## The general outline of many TensorFlow programs:

    1) Import and parse the data sets.
    2) Create feature columns to describe the data.
    3) Select the type of model
    4) Train the model.
    5) Evaluate the model's effectiveness.
    6) Let the trained model make predictions.
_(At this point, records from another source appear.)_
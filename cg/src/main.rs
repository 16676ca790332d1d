//! Curricula - CLI entry point
//!
//! Drives the generation engine from the command line: run a demo session,
//! score a request, or inspect configuration.

use std::fs;
use std::io::Write as _;
use std::path::PathBuf;
use std::sync::Arc;
use std::time::Duration;

use clap::Parser;
use colored::Colorize;
use eyre::{Context, Result, eyre};
use tracing::{debug, info};

use curricula::backends::{NullIndex, NullSearch, OpenAIGenerator};
use curricula::cli::{Cli, Command, RequestArgs};
use curricula::config::Config;
use curricula::domain::{ContentRequest, SessionStatus, ValidationFeedback};
use curricula::events::{EventBus, spawn_event_logger};
use curricula::generation::GenerationCoordinator;
use curricula::refine::KeywordClassifier;
use curricula::scoring::{ScoringEngine, StrategySelector};
use curricula::session::SessionStateMachine;
use curricula::strategy::StrategySet;

fn resolve_log_level(cli_log_level: Option<&str>) -> tracing::Level {
    match cli_log_level.map(str::to_uppercase).as_deref() {
        None | Some("INFO") => tracing::Level::INFO,
        Some("TRACE") => tracing::Level::TRACE,
        Some("DEBUG") => tracing::Level::DEBUG,
        Some("WARN") | Some("WARNING") => tracing::Level::WARN,
        Some("ERROR") => tracing::Level::ERROR,
        Some(other) => {
            eprintln!("Warning: Unknown log-level '{}', defaulting to INFO", other);
            tracing::Level::INFO
        }
    }
}

fn setup_logging(cli_log_level: Option<&str>) -> Result<()> {
    let log_dir = dirs::data_local_dir()
        .unwrap_or_else(|| PathBuf::from("."))
        .join("curricula")
        .join("logs");
    fs::create_dir_all(&log_dir).context("Failed to create log directory")?;

    let level = resolve_log_level(cli_log_level);

    let log_file = fs::File::create(log_dir.join("cg.log")).context("Failed to create log file")?;

    tracing_subscriber::fmt()
        .with_writer(log_file)
        .with_ansi(false)
        .with_env_filter(tracing_subscriber::EnvFilter::from_default_env().add_directive(level.into()))
        .init();

    info!("Logging initialized (level: {:?})", level);
    Ok(())
}

#[tokio::main]
async fn main() -> Result<()> {
    let cli = Cli::parse();
    setup_logging(cli.log_level.as_deref()).context("Failed to setup logging")?;

    let config = Config::load(cli.config.as_ref()).context("Failed to load configuration")?;

    debug!("main: dispatching command");
    match cli.command {
        Command::Demo { request, auto_approve } => {
            debug!(auto_approve, "main: matched Demo command");
            cmd_demo(&config, request.into_request(), auto_approve).await
        }
        Command::Score { request } => {
            debug!("main: matched Score command");
            cmd_score(&config, &request.into_request())
        }
        Command::Config => {
            debug!("main: matched Config command");
            cmd_config(&config)
        }
    }
}

/// Run one session end to end against the configured generator
async fn cmd_demo(config: &Config, request: ContentRequest, auto_approve: bool) -> Result<()> {
    debug!("cmd_demo: called");
    let bus: Arc<EventBus> = EventBus::with_default_capacity().into();
    spawn_event_logger(bus.clone()).context("Failed to start event logger")?;

    let generator = Arc::new(OpenAIGenerator::from_config(&config.generator)?);
    let index = Arc::new(NullIndex);
    let strategies = StrategySet::full(generator, index.clone(), Arc::new(NullSearch), &config.generator);
    let coordinator = Arc::new(GenerationCoordinator::new(Arc::new(strategies)));
    let machine = SessionStateMachine::new(
        bus,
        index,
        coordinator,
        Arc::new(KeywordClassifier::default()),
        config,
    );

    let session = machine.create_session().await?;
    println!("Session {}", session.id.cyan());
    machine.submit_request(&session.id, request).await?;
    machine.start_processing(&session.id).await?;

    let mut last_step = String::new();
    loop {
        let status = machine.get_status(&session.id).await?;
        if status.current_step != last_step {
            println!("  [{:>3}%] {}", status.progress_percentage, status.current_step.dimmed());
            last_step = status.current_step.clone();
        }
        match status.status {
            SessionStatus::UserValidation => {
                let current = machine.get_session(&session.id).await?.result;
                if let Some(result) = current {
                    println!("\n{}", "=== Capaian Pembelajaran (CP) ===".bold());
                    println!("{}\n", result.primary);
                    println!("{}", "=== Alur Tujuan Pembelajaran (ATP) ===".bold());
                    println!("{}\n", result.secondary);
                    println!(
                        "Strategy {} with confidence {:.2}",
                        result.strategy.to_string().yellow(),
                        result.confidence
                    );
                }

                let feedback = if auto_approve {
                    ValidationFeedback {
                        approved: true,
                        feedback: None,
                        requested_changes: vec![],
                    }
                } else {
                    read_verdict()?
                };
                let updated = machine.submit_validation(&session.id, feedback).await?;
                if updated.status == SessionStatus::Completed {
                    break;
                }
                last_step.clear();
            }
            SessionStatus::Completed => break,
            SessionStatus::Error => {
                return Err(eyre!(
                    "session failed: {}",
                    machine
                        .get_status(&session.id)
                        .await?
                        .last_error
                        .unwrap_or_else(|| "unknown error".to_string())
                ));
            }
            _ => tokio::time::sleep(Duration::from_millis(200)).await,
        }
    }

    let result = machine.get_final_result(&session.id).await?;
    println!(
        "{} Completed via {} after {} refinement round(s)",
        "✓".green(),
        result.processing_metadata.strategy.to_string().yellow(),
        result.processing_metadata.refinement_iterations
    );
    Ok(())
}

/// Ask the user for a verdict; any text other than yes becomes feedback
fn read_verdict() -> Result<ValidationFeedback> {
    print!("Approve? [y = accept, or type feedback]: ");
    std::io::stdout().flush()?;
    let mut line = String::new();
    std::io::stdin().read_line(&mut line)?;
    let line = line.trim().to_string();
    if line.eq_ignore_ascii_case("y") || line.eq_ignore_ascii_case("yes") {
        Ok(ValidationFeedback {
            approved: true,
            feedback: None,
            requested_changes: vec![],
        })
    } else {
        Ok(ValidationFeedback {
            approved: false,
            feedback: Some(line),
            requested_changes: vec![],
        })
    }
}

/// Score a request offline and print the strategy decision
fn cmd_score(config: &Config, request: &ContentRequest) -> Result<()> {
    debug!("cmd_score: called");
    let engine = ScoringEngine::new(config.weights.clone());
    let selector = StrategySelector::new(config.thresholds.clone());

    let scores = engine.score(request, &[]);
    let decision = selector.select(&scores);
    let analysis = engine.analyze(request, scores, &decision);

    println!("Query: {}", request.query().cyan());
    println!(
        "Complexity: {} ({:.2})",
        analysis.complexity_level.as_str().yellow(),
        analysis.complexity_score
    );
    println!(
        "Scores: template {:.2} | advanced {:.2} | graph {:.2}",
        scores.template_matching, scores.advanced, scores.graph
    );
    println!(
        "{} {} (confidence {:.2})",
        "Selected:".bold(),
        decision.strategy.to_string().green(),
        decision.confidence
    );
    println!("Reason: {}", decision.justification);
    let fallbacks: Vec<String> = decision.fallbacks.iter().map(ToString::to_string).collect();
    println!("Fallbacks: {}", fallbacks.join(", "));
    println!("Estimated processing: {}s", analysis.estimated_seconds);
    Ok(())
}

/// Print the effective configuration as YAML
fn cmd_config(config: &Config) -> Result<()> {
    debug!("cmd_config: called");
    let yaml = serde_yaml::to_string(config).context("Failed to serialize configuration")?;
    println!("{}", yaml);
    Ok(())
}

#[cfg(test)]
mod tests {
    use super::resolve_log_level;

    #[test]
    fn test_info_is_a_known_level() {
        assert_eq!(resolve_log_level(Some("INFO")), tracing::Level::INFO);
        assert_eq!(resolve_log_level(Some("info")), tracing::Level::INFO);
        assert_eq!(resolve_log_level(None), tracing::Level::INFO);
    }

    #[test]
    fn test_level_aliases_and_fallback() {
        assert_eq!(resolve_log_level(Some("debug")), tracing::Level::DEBUG);
        assert_eq!(resolve_log_level(Some("warning")), tracing::Level::WARN);
        assert_eq!(resolve_log_level(Some("bogus")), tracing::Level::INFO);
    }
}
### 1)  Import and parsing

Keras is an open-sourced machine learning library; tf.keras is a TensorFlow implementation of Keras. The premade_estimator.py program only accesses one tf.keras function; namely, the tf.keras.utils.get_file convenience function, which copies a remote CSV file to a local file system

In [1]:
import tensorflow as tf
import pandas as pd

  return f(*args, **kwds)


#### Getting a file from url and storing in cache

**tf.keras.utils.get_file**

**get_file**(fname, origin, untar=False, md5_hash=None, file_hash=None, cache_subdir='datasets', hash_algorithm='auto', extract=False, archive_format='auto', cache_dir=None) 

___
    Downloads a file from a URL if it not already in the cache.
    
    By default the file at the url `origin` is downloaded to the
    cache_dir `~/.keras`, placed in the cache_subdir `datasets`,
    and given the filename `fname`. The final location of a file
    `example.txt` would therefore be `~/.keras/datasets/example.txt`

In [2]:
TRAIN_URL = "http://download.tensorflow.org/data/iris_training.csv"
# Create a local copy of the training set.
train_path = tf.keras.utils.get_file(fname=TRAIN_URL.split('/')[-1],
                                         origin=TRAIN_URL)
print("Train path :", train_path)

CSV_COLUMN_NAMES = ['SepalLength', 'SepalWidth',
                    'PetalLength', 'PetalWidth', 'Species']
# Parse the local CSV file.
train = pd.read_csv(filepath_or_buffer=train_path,
                    names=CSV_COLUMN_NAMES,  # list of column names
                    header=0  # ignore the first row of the CSV file.
                    )
train[:5]

Train path : /home/sankaran/.keras/datasets/iris_training.csv


Unnamed: 0,SepalLength,SepalWidth,PetalLength,PetalWidth,Species
0,6.4,2.8,5.6,2.2,2
1,5.0,2.3,3.3,1.0,1
2,4.9,2.5,4.5,1.7,2
3,4.9,3.1,1.5,0.1,0
4,5.7,3.8,1.7,0.3,0


### 2) Describe the data

**a) Separate the independent and dependent variables**

Assigns from **right to left**

In [3]:
    # 1. Assign the DataFrame's labels (the right-most column) to train_label.
    # 2. Delete (pop) the labels from the DataFrame.
    # 3. Assign the remainder of the DataFrame to train_features
    train_features, train_label = train, train.pop('Species')
    train_features[:5]

Unnamed: 0,SepalLength,SepalWidth,PetalLength,PetalWidth
0,6.4,2.8,5.6,2.2
1,5.0,2.3,3.3,1.0
2,4.9,2.5,4.5,1.7
3,4.9,3.1,1.5,0.1
4,5.7,3.8,1.7,0.3


**b) Create feature columns** 

When you build an Estimator model, you pass it a list of feature columns that describes each of the features you want the model to use. The tf.feature_column module provides many options for representing data to the model.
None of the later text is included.